Heute ist mir Putin nicht lieber, als der es damals war, aber mein Hass ist einer stillen Ablehnung gewichen, auch einer gewissen Gleichgültigkeit. Vor allem aber sage ich heute: Nichts wäre fataler, als Putins Russland zerstören zu wollen. Noch vor acht Jahren stand ich auf dem Bolotnaja-Platz und rief mit meinen Freunden zusammen: Russland ohne Putin! – Geht das zusammen?
Russland ohne Putin hiess damals: Putin solle die Präsidentschaft, die er durch gefälschte Wahlen gestohlen hatte, zurückgeben. Es hiess, Putin sollte durch demokratische Mittel entfernt werden, nicht durch militärische. Das ist der erste Unterschied zu heute. Ein Unterschied der Situation und der Bedingungen.
Es hat sich aber noch anderes geändert seitdem: Meine Weise des Urteilens hat es, und vor allem die Welt hat es.
Für mich war Putin damals ein Bruch, und ich sah nicht, dass er zugleich auch eine Kontinuität war. Er wurde Präsident, weil er Jelzins Korruption zu decken bereit war. Er nahm die Tschetschenien-Kriege wieder auf, die Jelzin begonnen hatte. Er war in vielem nicht Jelzins Gegenstück, sondern seine Fortführung, seine Verlängerung. Diese Doppelnatur – zugleich Bruch und Kontinuität – sah ich damals nicht, weil meine embeddedness in der russischen Opposition mir gar nicht erlaubte, sie zu sehen.
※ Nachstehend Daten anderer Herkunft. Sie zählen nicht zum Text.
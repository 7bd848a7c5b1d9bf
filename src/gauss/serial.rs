//! Serial implementation of band smoothing

use super::kernel::GaussKernel;
use super::traits::BandSmoothOps;
use crate::volume::{Intensity, VolumeDims};
use std::ops::Range;

/// Serial implementation of `BandSmoothOps`.
pub struct SerialBandOps;

impl SerialBandOps {
    pub const fn new() -> Self {
        Self
    }
}

impl Default for SerialBandOps {
    fn default() -> Self {
        Self::new()
    }
}

impl BandSmoothOps for SerialBandOps {
    fn smooth_band<T: Intensity>(
        &self,
        kernel: &GaussKernel,
        source: &[T],
        dims: VolumeDims,
        smoothed: &mut [f32],
        z_range: Range<usize>,
    ) {
        let interior = kernel.interior(dims.nz);
        let z_range = z_range.start.max(interior.start)..z_range.end.min(interior.end);
        if z_range.is_empty() {
            return;
        }

        let planes = &mut smoothed[dims.plane_range(&z_range)];
        for (offset, plane) in planes.chunks_mut(dims.slice_len()).enumerate() {
            kernel.convolve_plane(source, dims, z_range.start + offset, plane);
        }
    }
}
Dass die Welt sich verändert hat, ist aber ein viel folgenschwerer Gedanke. In seiner banalsten Form lautet er: Putin ist nunmal da, und es hat keinen Zweck, sich zu wünschen, dass er es nicht sei. Die Hoffnung, es möge ein anderes Russland geben, kann nun nur noch eine darauf sein, dass sich das Putinsche in ihm überlebt. Russland ohne Putin ist, so wie wir es damals verstanden, schon lange nicht mehr möglich, ja nicht einmal mehr denkbar. Das einzige, was es noch geben kann, ist Russland nach Putin.
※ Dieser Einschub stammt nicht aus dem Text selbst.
//! The deformation state machine as a plain value with a pure transition function.

use crate::float_types::STAGE_BANDS;

/// Where a run stands. Counters are the band or pass the next step will work on.
#[derive(Debug, Clone, Copy, PartialEq, Eq, Default)]
pub enum DeformationState {
    #[default]
    NotStarted,
    PrepareGauss { band: usize },
    PrepareUniformity { band: usize },
    UpdateGeo { iteration: usize },
    Finished,
}

/// [`DeformationState`] without its counters, for logging and instrumentation.
#[derive(Debug, Clone, Copy, PartialEq, Eq, PartialOrd, Ord, Hash)]
pub enum DeformationPhase {
    NotStarted,
    PrepareGauss,
    PrepareUniformity,
    UpdateGeo,
    Finished,
}

/// What the work of one step reported back to the state machine.
#[derive(Debug, Clone, Copy, PartialEq, Eq)]
pub enum StageOutcome {
    /// The unit of work completed; only the counter moves.
    Continue,
    /// A relaxation pass moved no vertex by `convergence_epsilon` or more.
    Converged,
    /// The last relaxation pass allowed by `max_iterations` ran without converging.
    IterationCap,
}

impl StageOutcome {
    /// Whether this outcome ends relaxation.
    pub const fn ends_relaxation(self) -> bool {
        matches!(self, StageOutcome::Converged | StageOutcome::IterationCap)
    }
}

impl DeformationState {
    pub const fn phase(&self) -> DeformationPhase {
        match self {
            DeformationState::NotStarted => DeformationPhase::NotStarted,
            DeformationState::PrepareGauss { .. } => DeformationPhase::PrepareGauss,
            DeformationState::PrepareUniformity { .. } => DeformationPhase::PrepareUniformity,
            DeformationState::UpdateGeo { .. } => DeformationPhase::UpdateGeo,
            DeformationState::Finished => DeformationPhase::Finished,
        }
    }

    pub const fn is_finished(&self) -> bool {
        matches!(self, DeformationState::Finished)
    }

    /// The state after one step that ended with `outcome`.
    ///
    /// Transitions only move forward: the band stages each take exactly
    /// [`STAGE_BANDS`] steps, and relaxation ends only on `Converged` or
    /// `IterationCap`. Both are treated like `Continue` outside of `UpdateGeo`.
    pub const fn advance(self, outcome: StageOutcome) -> DeformationState {
        match self {
            DeformationState::NotStarted => DeformationState::PrepareGauss { band: 0 },
            DeformationState::PrepareGauss { band } if band + 1 >= STAGE_BANDS => {
                DeformationState::PrepareUniformity { band: 0 }
            },
            DeformationState::PrepareGauss { band } => {
                DeformationState::PrepareGauss { band: band + 1 }
            },
            DeformationState::PrepareUniformity { band } if band + 1 >= STAGE_BANDS => {
                DeformationState::UpdateGeo { iteration: 0 }
            },
            DeformationState::PrepareUniformity { band } => {
                DeformationState::PrepareUniformity { band: band + 1 }
            },
            DeformationState::UpdateGeo { iteration } => match outcome {
                StageOutcome::Converged | StageOutcome::IterationCap => DeformationState::Finished,
                StageOutcome::Continue => DeformationState::UpdateGeo {
                    iteration: iteration + 1,
                },
            },
            DeformationState::Finished => DeformationState::Finished,
        }
    }
}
Diese Feststellung macht mir Angst. Denn es scheint, es gibt gar keine andere Möglichkeit als sich mit der sich jeweils herausbildenden Realität, auch wenn man sie noch so ablehnt, zu arrangieren. Das scheint opportunistisch und willenlos. Man biegt sich unter die Realität, selbst wenn man „gegen sie ist“ – denn so zu tun, als gäbe es sie nicht, wäre Dummheit, Verleugnung der Wirklichkei, utopischer Trotz.
Die faktische Gewalt des Faktischen. Oder die faktische Gewalt des Kontingenten. Denn es hätte ja immer, an jeder Stelle der Geschichte dieser letzten 20, 25 Jahren, ganz anders kommen können.
Und das ist eigentlich das Beängstigende daran. Dass bereits das Auftauchen Putins kontingent war (von der Vorgeschichte gar nicht zu reden). Und selbst kontingent ist hier nicht das richtige Wort, und ich verwende es nur, weil ich kein besseres finden kann.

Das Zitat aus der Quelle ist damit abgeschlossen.